* Aim of the exercise
Print the listing below in its entirety, character for character.

* Given entries
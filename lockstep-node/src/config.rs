//! Load the cluster layout from file and environment.

use std::path::{Path, PathBuf};

use anyhow::Context;
use lockstep_core::{ClusterConfig, NodeConfig, SyncPolicy};
use serde::Deserialize;
use tracing::warn;

/// Node configuration. File: ~/.config/lockstep/cluster.toml or /etc/lockstep/cluster.toml.
/// Env overrides: LOCKSTEP_THIS_NODE, LOCKSTEP_SYNC_POLICY, LOCKSTEP_SYNC_TIMEOUT,
/// LOCKSTEP_TARGET_FPS.
#[derive(Debug, Clone, PartialEq, Deserialize)]
#[serde(deny_unknown_fields)]
pub struct Config {
    /// Address this process runs as; must match a node entry (or the server address).
    #[serde(default)]
    pub this_node: Option<String>,
    /// Frame rate cap for the server and loose-sync clients (default 60, 0 = unpaced).
    #[serde(default = "default_target_fps")]
    pub target_fps: f64,
    pub cluster: ClusterConfig,
}

fn default_target_fps() -> f64 {
    60.0
}

impl Default for Config {
    /// Two nodes on this machine: `127.0.0.1` serves, `localhost` is the client.
    fn default() -> Self {
        Self {
            this_node: None,
            target_fps: default_target_fps(),
            cluster: ClusterConfig {
                server_address: "127.0.0.1".to_string(),
                sync_policy: SyncPolicy::Firm,
                sync_timeout_secs: 60.0,
                nodes: vec![
                    NodeConfig {
                        address: "127.0.0.1".to_string(),
                        sync_port: 20400,
                        data_transfer_port: None,
                    },
                    NodeConfig {
                        address: "localhost".to_string(),
                        sync_port: 20401,
                        data_transfer_port: Some(20501),
                    },
                ],
            },
        }
    }
}

/// Load config: `explicit` path if given (must exist and parse), else the first config file
/// found, else defaults. Environment overrides are applied last.
pub fn load(explicit: Option<&Path>) -> anyhow::Result<Config> {
    let mut c = match explicit {
        Some(path) => read_file(path)?,
        None => load_file().unwrap_or_default(),
    };
    apply_env(&mut c, |key| std::env::var(key).ok());
    Ok(c)
}

fn apply_env(c: &mut Config, var: impl Fn(&str) -> Option<String>) {
    if let Some(node) = var("LOCKSTEP_THIS_NODE").filter(|s| !s.is_empty()) {
        c.this_node = Some(node);
    }
    if let Some(s) = var("LOCKSTEP_SYNC_POLICY") {
        match s.parse::<SyncPolicy>() {
            Ok(policy) => c.cluster.sync_policy = policy,
            Err(e) => warn!("ignoring LOCKSTEP_SYNC_POLICY: {e}"),
        }
    }
    if let Some(s) = var("LOCKSTEP_TARGET_FPS") {
        match s.parse::<f64>() {
            Ok(fps) if fps >= 0.0 && fps.is_finite() => c.target_fps = fps,
            _ => warn!("ignoring LOCKSTEP_TARGET_FPS {s:?}"),
        }
    }
    if let Some(s) = var("LOCKSTEP_SYNC_TIMEOUT") {
        match s.parse::<f64>() {
            Ok(secs) if secs > 0.0 => c.cluster.sync_timeout_secs = secs,
            _ => warn!("ignoring LOCKSTEP_SYNC_TIMEOUT {s:?}"),
        }
    }
}

fn config_paths() -> Vec<PathBuf> {
    let home = std::env::var_os("HOME").map(PathBuf::from);
    let mut out = Vec::new();
    if let Some(h) = home {
        out.push(h.join(".config/lockstep/cluster.toml"));
    }
    out.push(PathBuf::from("/etc/lockstep/cluster.toml"));
    out
}

fn load_file() -> Option<Config> {
    let path = config_paths().into_iter().find(|p| p.exists())?;
    match read_file(&path) {
        Ok(c) => Some(c),
        Err(e) => {
            warn!("falling back to default config: {e:#}");
            None
        }
    }
}

fn read_file(path: &Path) -> anyhow::Result<Config> {
    let s = std::fs::read_to_string(path)
        .with_context(|| format!("reading {}", path.display()))?;
    toml::from_str(&s).with_context(|| format!("parsing {}", path.display()))
}

#[cfg(test)]
mod tests {
    use super::*;
    use std::collections::HashMap;

    #[test]
    fn parse_node_file() {
        let c: Config = toml::from_str(
            r#"
            this_node = "10.0.0.2"

            [cluster]
            server_address = "10.0.0.1"
            sync_timeout_secs = 5.0

            [[cluster.nodes]]
            address = "10.0.0.2"
            sync_port = 20401
            data_transfer_port = 20501
            "#,
        )
        .unwrap();
        assert_eq!(c.this_node.as_deref(), Some("10.0.0.2"));
        assert_eq!(c.target_fps, 60.0);
        assert_eq!(c.cluster.sync_policy, SyncPolicy::Firm);
        assert_eq!(c.cluster.sync_timeout_secs, 5.0);
        assert_eq!(c.cluster.nodes[0].data_transfer_port, Some(20501));
    }

    #[test]
    fn unknown_keys_rejected() {
        assert!(toml::from_str::<Config>("proxy_port = 1\n[cluster]\nserver_address = \"a\"").is_err());
    }

    #[test]
    fn env_overrides() {
        let env: HashMap<&str, &str> = [
            ("LOCKSTEP_THIS_NODE", "localhost"),
            ("LOCKSTEP_SYNC_POLICY", "Loose"),
            ("LOCKSTEP_SYNC_TIMEOUT", "2.5"),
            ("LOCKSTEP_TARGET_FPS", "30"),
        ]
        .into_iter()
        .collect();
        let mut c = Config::default();
        apply_env(&mut c, |k| env.get(k).map(|v| v.to_string()));
        assert_eq!(c.this_node.as_deref(), Some("localhost"));
        assert_eq!(c.cluster.sync_policy, SyncPolicy::Loose);
        assert_eq!(c.cluster.sync_timeout_secs, 2.5);
        assert_eq!(c.target_fps, 30.0);
    }

    #[test]
    fn bad_env_values_ignored() {
        let mut c = Config::default();
        apply_env(&mut c, |k| match k {
            "LOCKSTEP_SYNC_POLICY" => Some("strict".to_string()),
            "LOCKSTEP_SYNC_TIMEOUT" => Some("-1".to_string()),
            "LOCKSTEP_TARGET_FPS" => Some("fast".to_string()),
            _ => None,
        });
        assert_eq!(c, Config::default());
    }

    #[test]
    fn explicit_missing_file_is_an_error() {
        assert!(load(Some(Path::new("/nonexistent/lockstep/cluster.toml"))).is_err());
    }
}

* Finished exercise
filename lockstep-node/src/config.rs
//! Load the cluster layout from file and environment.

use std::path::{Path, PathBuf};

use anyhow::Context;
use lockstep_core::{ClusterConfig, NodeConfig, SyncPolicy};
use serde::Deserialize;
use tracing::warn;

/// Node configuration. File: ~/.config/lockstep/cluster.toml or /etc/lockstep/cluster.toml.
/// Env overrides: LOCKSTEP_THIS_NODE, LOCKSTEP_SYNC_POLICY, LOCKSTEP_SYNC_TIMEOUT,
/// LOCKSTEP_TARGET_FPS.
#[derive(Debug, Clone, PartialEq, Deserialize)]
#[serde(deny_unknown_fields)]
pub struct Config {
    /// Address this process runs as; must match a node entry (or the server address).
    #[serde(default)]
    pub this_node: Option<String>,
    /// Frame rate cap for the server and loose-sync clients (default 60, 0 = unpaced).
    #[serde(default = "default_target_fps")]
    pub target_fps: f64,
    pub cluster: ClusterConfig,
}

fn default_target_fps() -> f64 {
    60.0
}

impl Default for Config {
    /// Two nodes on this machine: `127.0.0.1` serves, `localhost` is the client.
    fn default() -> Self {
        Self {
            this_node: None,
            target_fps: default_target_fps(),
            cluster: ClusterConfig {
                server_address: "127.0.0.1".to_string(),
                sync_policy: SyncPolicy::Firm,
                sync_timeout_secs: 60.0,
                nodes: vec![
                    NodeConfig {
                        address: "127.0.0.1".to_string(),
                        sync_port: 20400,
                        data_transfer_port: None,
                    },
                    NodeConfig {
                        address: "localhost".to_string(),
                        sync_port: 20401,
                        data_transfer_port: Some(20501),
                    },
                ],
            },
        }
    }
}

/// Load config: `explicit` path if given (must exist and parse), else the first config file
/// found, else defaults. Environment overrides are applied last.
pub fn load(explicit: Option<&Path>) -> anyhow::Result<Config> {
    let mut c = match explicit {
        Some(path) => read_file(path)?,
        None => load_file().unwrap_or_default(),
    };
    apply_env(&mut c, |key| std::env::var(key).ok());
    Ok(c)
}

fn apply_env(c: &mut Config, var: impl Fn(&str) -> Option<String>) {
    if let Some(node) = var("LOCKSTEP_THIS_NODE").filter(|s| !s.is_empty()) {
        c.this_node = Some(node);
    }
    if let Some(s) = var("LOCKSTEP_SYNC_POLICY") {
        match s.parse::<SyncPolicy>() {
            Ok(policy) => c.cluster.sync_policy = policy,
            Err(e) => warn!("ignoring LOCKSTEP_SYNC_POLICY: {e}"),
        }
    }
    if let Some(s) = var("LOCKSTEP_TARGET_FPS") {
        match s.parse::<f64>() {
            Ok(fps) if fps >= 0.0 && fps.is_finite() => c.target_fps = fps,
            _ => warn!("ignoring LOCKSTEP_TARGET_FPS {s:?}"),
        }
    }
    if let Some(s) = var("LOCKSTEP_SYNC_TIMEOUT") {
        match s.parse::<f64>() {
            Ok(secs) if secs > 0.0 => c.cluster.sync_timeout_secs = secs,
            _ => warn!("ignoring LOCKSTEP_SYNC_TIMEOUT {s:?}"),
        }
    }
}

fn config_paths() -> Vec<PathBuf> {
    let home = std::env::var_os("HOME").map(PathBuf::from);
    let mut out = Vec::new();
    if let Some(h) = home {
        out.push(h.join(".config/lockstep/cluster.toml"));
    }
    out.push(PathBuf::from("/etc/lockstep/cluster.toml"));
    out
}

fn load_file() -> Option<Config> {
    let path = config_paths().into_iter().find(|p| p.exists())?;
    match read_file(&path) {
        Ok(c) => Some(c),
        Err(e) => {
            warn!("falling back to default config: {e:#}");
            None
        }
    }
}

fn read_file(path: &Path) -> anyhow::Result<Config> {
    let s = std::fs::read_to_string(path)
        .with_context(|| format!("reading {}", path.display()))?;
    toml::from_str(&s).with_context(|| format!("parsing {}", path.display()))
}

#[cfg(test)]
mod tests {
    use super::*;
    use std::collections::HashMap;

    #[test]
    fn parse_node_file() {
        let c: Config = toml::from_str(
            r#"
            this_node = "10.0.0.2"

            [cluster]
            server_address = "10.0.0.1"
            sync_timeout_secs = 5.0

            [[cluster.nodes]]
            address = "10.0.0.2"
            sync_port = 20401
            data_transfer_port = 20501
            "#,
        )
        .unwrap();
        assert_eq!(c.this_node.as_deref(), Some("10.0.0.2"));
        assert_eq!(c.target_fps, 60.0);
        assert_eq!(c.cluster.sync_policy, SyncPolicy::Firm);
        assert_eq!(c.cluster.sync_timeout_secs, 5.0);
        assert_eq!(c.cluster.nodes[0].data_transfer_port, Some(20501));
    }

    #[test]
    fn unknown_keys_rejected() {
        assert!(toml::from_str::<Config>("proxy_port = 1\n[cluster]\nserver_address = \"a\"").is_err());
    }

    #[test]
    fn env_overrides() {
        let env: HashMap<&str, &str> = [
            ("LOCKSTEP_THIS_NODE", "localhost"),
            ("LOCKSTEP_SYNC_POLICY", "Loose"),
            ("LOCKSTEP_SYNC_TIMEOUT", "2.5"),
            ("LOCKSTEP_TARGET_FPS", "30"),
        ]
        .into_iter()
        .collect();
        let mut c = Config::default();
        apply_env(&mut c, |k| env.get(k).map(|v| v.to_string()));
        assert_eq!(c.this_node.as_deref(), Some("localhost"));
        assert_eq!(c.cluster.sync_policy, SyncPolicy::Loose);
        assert_eq!(c.cluster.sync_timeout_secs, 2.5);
        assert_eq!(c.target_fps, 30.0);
    }

    #[test]
    fn bad_env_values_ignored() {
        let mut c = Config::default();
        apply_env(&mut c, |k| match k {
            "LOCKSTEP_SYNC_POLICY" => Some("strict".to_string()),
            "LOCKSTEP_SYNC_TIMEOUT" => Some("-1".to_string()),
            "LOCKSTEP_TARGET_FPS" => Some("fast".to_string()),
            _ => None,
        });
        assert_eq!(c, Config::default());
    }

    #[test]
    fn explicit_missing_file_is_an_error() {
        assert!(load(Some(Path::new("/nonexistent/lockstep/cluster.toml"))).is_err());
    }
}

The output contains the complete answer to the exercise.